(INFORMATION SUPPLIED begins)

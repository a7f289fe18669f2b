/// analytics/microstructure.rs — Trade classification, VPIN, price impact
///
/// ```text
/// ─────────────────────────────────────────────────────────────────────────
/// MATHEMATICAL SPECIFICATION
/// ─────────────────────────────────────────────────────────────────────────
///
/// TRADE CLASSIFICATION (Lee–Ready style)
///   With a live quote (bid > 0 ∧ ask > 0):
///     price > mid → BUY,  price < mid → SELL,  price = mid → tick rule
///   Tick rule:
///     price > last → BUY, price < last → SELL,
///     price = last → inherit previous side, no history → UNKNOWN
///
/// VPIN — Easley, López de Prado, O'Hara (2012)
///   Volume buckets of size V₀: each classified trade adds |signed volume|
///   to the running bucket and its buy side when buyer-initiated. A bucket
///   closing at ≥ V₀ records imbalance |2·V_buy − V_total| into a rolling
///   window of W buckets.
///
///       VPIN = clamp(mean(imbalances) / V₀, 0, 1)
///
///   Defined only with ≥ 2 completed buckets (0 before that).
///
/// PRICE IMPACT (Kyle-lambda proxy)
///   OLS over the last `impact_window` (ΔP, signed volume) pairs, n ≥ 10:
///
///       λ = cov(ΔP, Q) / var(Q)
///
///   permanent = 0.8·λ, transient = 0.2·λ, adverse selection = |λ|.
///
/// ROLL SPREAD — serial covariance of the same ΔP series (see indicators).
/// ─────────────────────────────────────────────────────────────────────────
/// ```
use std::collections::VecDeque;

use serde::Serialize;

use crate::analytics::indicators;

/// Classified trades and raw trades retained for rolling readouts.
const HISTORY_CAP: usize = 1000;
/// Minimum pairs before the impact regression is meaningful.
const MIN_IMPACT_SAMPLES: usize = 10;
/// Minimum completed buckets before VPIN is meaningful.
const MIN_VPIN_BUCKETS: usize = 2;

#[derive(Debug, Clone, Copy, PartialEq, Eq)]
pub enum TradeSide {
    Buy,
    Sell,
    Unknown,
}

/// One classified trade: side plus signed volume (0 when UNKNOWN).
#[derive(Debug, Clone, Copy)]
pub struct TradeClassification {
    pub side: TradeSide,
    pub signed_volume: f64,
}

#[derive(Debug, Clone, Copy, Default, Serialize)]
pub struct VpinMetrics {
    pub vpin: f64,
    pub toxicity: f64,
    pub buy_volume: f64,
    pub sell_volume: f64,
    pub imbalance: f64,
}

#[derive(Debug, Clone, Copy, Default, Serialize)]
pub struct ImpactMetrics {
    /// Price change per unit of signed volume
    pub lambda: f64,
    pub permanent_impact: f64,
    pub transient_impact: f64,
    pub adverse_selection: f64,
}

/// Per-symbol microstructure state. Single-owner, bounded memory.
#[derive(Debug)]
pub struct MicrostructureAnalyzer {
    bucket_size: f64,
    vpin_window: usize,
    impact_window: usize,

    last_price: Option<f64>,
    last_side: TradeSide,

    // Running VPIN bucket
    bucket_volume: f64,
    bucket_buy_volume: f64,
    bucket_imbalances: VecDeque<f64>,

    // (ΔP, signed volume) pairs, chronological
    impact_pairs: VecDeque<(f64, f64)>,

    trades: VecDeque<(f64, f64, i64)>,
    classified: VecDeque<TradeClassification>,
}

impl MicrostructureAnalyzer {
    pub fn new(bucket_size: f64, vpin_window: usize, impact_window: usize) -> Self {
        assert!(bucket_size > 0.0, "VPIN bucket size must be positive");
        assert!(vpin_window >= MIN_VPIN_BUCKETS, "VPIN window too small");
        Self {
            bucket_size,
            vpin_window,
            impact_window,
            last_price: None,
            last_side: TradeSide::Unknown,
            bucket_volume: 0.0,
            bucket_buy_volume: 0.0,
            bucket_imbalances: VecDeque::with_capacity(vpin_window),
            impact_pairs: VecDeque::with_capacity(impact_window),
            trades: VecDeque::with_capacity(HISTORY_CAP),
            classified: VecDeque::with_capacity(HISTORY_CAP),
        }
    }

    /// Classify and ingest a trade with no quote context (tick rule only).
    pub fn on_trade(&mut self, price: f64, volume: f64, ts_ms: i64) -> TradeClassification {
        self.on_trade_with_quote(price, volume, ts_ms, 0.0, 0.0)
    }

    /// Classify and ingest a trade against the prevailing quote.
    pub fn on_trade_with_quote(
        &mut self,
        price: f64,
        volume: f64,
        ts_ms: i64,
        bid: f64,
        ask: f64,
    ) -> TradeClassification {
        let side = if bid > 0.0 && ask > 0.0 {
            let mid = 0.5 * (bid + ask);
            if price > mid {
                TradeSide::Buy
            } else if price < mid {
                TradeSide::Sell
            } else {
                self.tick_rule(price)
            }
        } else {
            self.tick_rule(price)
        };

        let signed_volume = match side {
            TradeSide::Buy => volume,
            TradeSide::Sell => -volume,
            TradeSide::Unknown => 0.0,
        };
        let classification = TradeClassification { side, signed_volume };

        // Impact regression input
        if let Some(last) = self.last_price {
            let dp = price - last;
            self.impact_pairs.push_back((dp, signed_volume));
            if self.impact_pairs.len() > self.impact_window {
                self.impact_pairs.pop_front();
            }
        }

        // VPIN bucket fill
        self.bucket_volume += signed_volume.abs();
        if side == TradeSide::Buy {
            self.bucket_buy_volume += volume;
        }
        if self.bucket_volume >= self.bucket_size {
            let imbalance = (2.0 * self.bucket_buy_volume - self.bucket_volume).abs();
            self.bucket_imbalances.push_back(imbalance);
            if self.bucket_imbalances.len() > self.vpin_window {
                self.bucket_imbalances.pop_front();
            }
            self.bucket_volume = 0.0;
            self.bucket_buy_volume = 0.0;
        }

        self.trades.push_back((price, volume, ts_ms));
        if self.trades.len() > HISTORY_CAP {
            self.trades.pop_front();
        }
        self.classified.push_back(classification);
        if self.classified.len() > HISTORY_CAP {
            self.classified.pop_front();
        }

        self.last_price = Some(price);
        self.last_side = side;
        classification
    }

    fn tick_rule(&self, price: f64) -> TradeSide {
        match self.last_price {
            None => TradeSide::Unknown,
            Some(last) if price > last => TradeSide::Buy,
            Some(last) if price < last => TradeSide::Sell,
            Some(_) => self.last_side,
        }
    }

    /// VPIN over the completed bucket window; 0 before two buckets exist.
    pub fn vpin(&self) -> f64 {
        if self.bucket_imbalances.len() < MIN_VPIN_BUCKETS {
            return 0.0;
        }
        let mean = self.bucket_imbalances.iter().sum::<f64>()
            / self.bucket_imbalances.len() as f64;
        (mean / self.bucket_size).clamp(0.0, 1.0)
    }

    /// VPIN plus flow totals over the classified-trade history.
    pub fn vpin_metrics(&self) -> VpinMetrics {
        let vpin = self.vpin();
        let mut buy_volume = 0.0;
        let mut sell_volume = 0.0;
        for c in &self.classified {
            if c.signed_volume > 0.0 {
                buy_volume += c.signed_volume;
            } else {
                sell_volume += -c.signed_volume;
            }
        }
        let total = buy_volume + sell_volume;
        let imbalance = if total > 1e-12 {
            (buy_volume - sell_volume).abs() / total
        } else {
            0.0
        };
        let toxicity = (0.7 * vpin + 0.3 * imbalance).clamp(0.0, 1.0);
        VpinMetrics { vpin, toxicity, buy_volume, sell_volume, imbalance }
    }

    /// Kyle-lambda price-impact regression over the retained pairs.
    pub fn price_impact(&self) -> ImpactMetrics {
        let n = self.impact_pairs.len();
        if n < MIN_IMPACT_SAMPLES {
            return ImpactMetrics::default();
        }
        let nf = n as f64;
        let dp_mean = self.impact_pairs.iter().map(|(dp, _)| dp).sum::<f64>() / nf;
        let q_mean = self.impact_pairs.iter().map(|(_, q)| q).sum::<f64>() / nf;
        let mut cov = 0.0;
        let mut var = 0.0;
        for (dp, q) in &self.impact_pairs {
            cov += (dp - dp_mean) * (q - q_mean);
            var += (q - q_mean).powi(2);
        }
        if var < 1e-12 {
            return ImpactMetrics::default();
        }
        let lambda = cov / var;
        ImpactMetrics {
            lambda,
            permanent_impact: 0.8 * lambda,
            transient_impact: 0.2 * lambda,
            adverse_selection: lambda.abs(),
        }
    }

    /// Roll effective spread over the retained price-change series.
    pub fn roll_spread(&self) -> f64 {
        let changes: Vec<f64> = self.impact_pairs.iter().map(|(dp, _)| *dp).collect();
        indicators::roll_spread(&changes)
    }

    pub fn reset(&mut self) {
        self.last_price = None;
        self.last_side = TradeSide::Unknown;
        self.bucket_volume = 0.0;
        self.bucket_buy_volume = 0.0;
        self.bucket_imbalances.clear();
        self.impact_pairs.clear();
        self.trades.clear();
        self.classified.clear();
    }
}

#[cfg(test)]
mod tests {
    use super::*;

    fn analyzer() -> MicrostructureAnalyzer {
        MicrostructureAnalyzer::new(100.0, 10, 100)
    }

    #[test]
    fn tick_rule_classification() {
        let mut m = analyzer();
        assert_eq!(m.on_trade(100.0, 1.0, 0).side, TradeSide::Unknown);
        assert_eq!(m.on_trade(101.0, 1.0, 1).side, TradeSide::Buy);
        assert_eq!(m.on_trade(100.5, 1.0, 2).side, TradeSide::Sell);
        // Unchanged price inherits the previous side.
        assert_eq!(m.on_trade(100.5, 1.0, 3).side, TradeSide::Sell);
    }

    #[test]
    fn quote_classification_overrides_tick_rule() {
        let mut m = analyzer();
        let c = m.on_trade_with_quote(100.75, 1.0, 0, 100.0, 101.0);
        assert_eq!(c.side, TradeSide::Buy);
        let c = m.on_trade_with_quote(100.25, 1.0, 1, 100.0, 101.0);
        assert_eq!(c.side, TradeSide::Sell);
        // At the mid, fall back to the tick rule (price rose off 100.25).
        let c = m.on_trade_with_quote(100.5, 1.0, 2, 100.0, 101.0);
        assert_eq!(c.side, TradeSide::Buy);
    }

    #[test]
    fn unknown_trades_carry_zero_signed_volume() {
        let mut m = analyzer();
        let c = m.on_trade(100.0, 5.0, 0);
        assert_eq!(c.side, TradeSide::Unknown);
        assert_eq!(c.signed_volume, 0.0);
    }

    #[test]
    fn vpin_pure_buy_buckets() {
        let mut m = analyzer();
        // Prime the tick rule so every subsequent ascending trade is a BUY.
        m.on_trade(99.0, 0.0, 0);
        let mut ts = 1;
        let mut price = 100.0;
        // First bucket: 100 buys of volume 1 → imbalance |2·100 − 100| = 100,
        // but a single bucket is below the readiness floor.
        for _ in 0..100 {
            price += 0.01;
            m.on_trade(price, 1.0, ts);
            ts += 1;
        }
        assert_eq!(m.vpin(), 0.0);
        // Second identical bucket → VPIN = (100 + 100)/2/100 = 1.0.
        for _ in 0..100 {
            price += 0.01;
            m.on_trade(price, 1.0, ts);
            ts += 1;
        }
        assert!((m.vpin() - 1.0).abs() < 1e-9, "vpin = {}", m.vpin());
    }

    #[test]
    fn vpin_and_toxicity_bounded_for_any_stream() {
        let mut m = MicrostructureAnalyzer::new(10.0, 5, 50);
        let mut price = 100.0;
        for i in 0..500i64 {
            price += ((i % 7) as f64 - 3.0) * 0.05;
            let vol = 0.5 + (i % 11) as f64;
            m.on_trade(price, vol, i);
            let v = m.vpin_metrics();
            assert!((0.0..=1.0).contains(&v.vpin), "vpin = {}", v.vpin);
            assert!((0.0..=1.0).contains(&v.toxicity), "tox = {}", v.toxicity);
            assert!((0.0..=1.0).contains(&v.imbalance));
            assert!(v.buy_volume >= 0.0 && v.sell_volume >= 0.0);
        }
    }

    #[test]
    fn impact_requires_minimum_samples() {
        let mut m = analyzer();
        for i in 0..8i64 {
            m.on_trade(100.0 + i as f64 * 0.1, 1.0, i);
        }
        assert_eq!(m.price_impact().lambda, 0.0);
    }

    #[test]
    fn lambda_positive_when_buys_move_price_up() {
        let mut m = analyzer();
        let mut price = 100.0;
        // Alternate heavy buys (price up a lot) and light sells (down a
        // little): ΔP correlates positively with signed volume.
        for i in 0..60i64 {
            if i % 2 == 0 {
                price += 0.5;
                m.on_trade(price, 10.0, i);
            } else {
                price -= 0.1;
                m.on_trade(price, 2.0, i);
            }
        }
        let impact = m.price_impact();
        assert!(impact.lambda > 0.0, "lambda = {}", impact.lambda);
        assert!((impact.permanent_impact - 0.8 * impact.lambda).abs() < 1e-12);
        assert!((impact.transient_impact - 0.2 * impact.lambda).abs() < 1e-12);
        assert!((impact.adverse_selection - impact.lambda.abs()).abs() < 1e-12);
    }

    #[test]
    fn histories_are_bounded() {
        let mut m = analyzer();
        for i in 0..2500i64 {
            m.on_trade(100.0 + (i % 5) as f64 * 0.1, 1.0, i);
        }
        assert!(m.trades.len() <= HISTORY_CAP);
        assert!(m.classified.len() <= HISTORY_CAP);
    }

    #[test]
    fn roll_spread_positive_on_bouncing_prices() {
        let mut m = analyzer();
        // Bid-ask bounce: price alternates ±0.5 around 100.
        for i in 0..50i64 {
            let p = if i % 2 == 0 { 100.5 } else { 99.5 };
            m.on_trade(p, 1.0, i);
        }
        assert!(m.roll_spread() > 0.0);
    }
}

(INFORMATION SUPPLIED ends)

_TASK REQUIREMENTS_:
What lines in the data above carry "only"? Return them all.

_REPLY_:
///   Defined only with ≥ 2 completed buckets (0 before that).
    /// Classify and ingest a trade with no quote context (tick rule only).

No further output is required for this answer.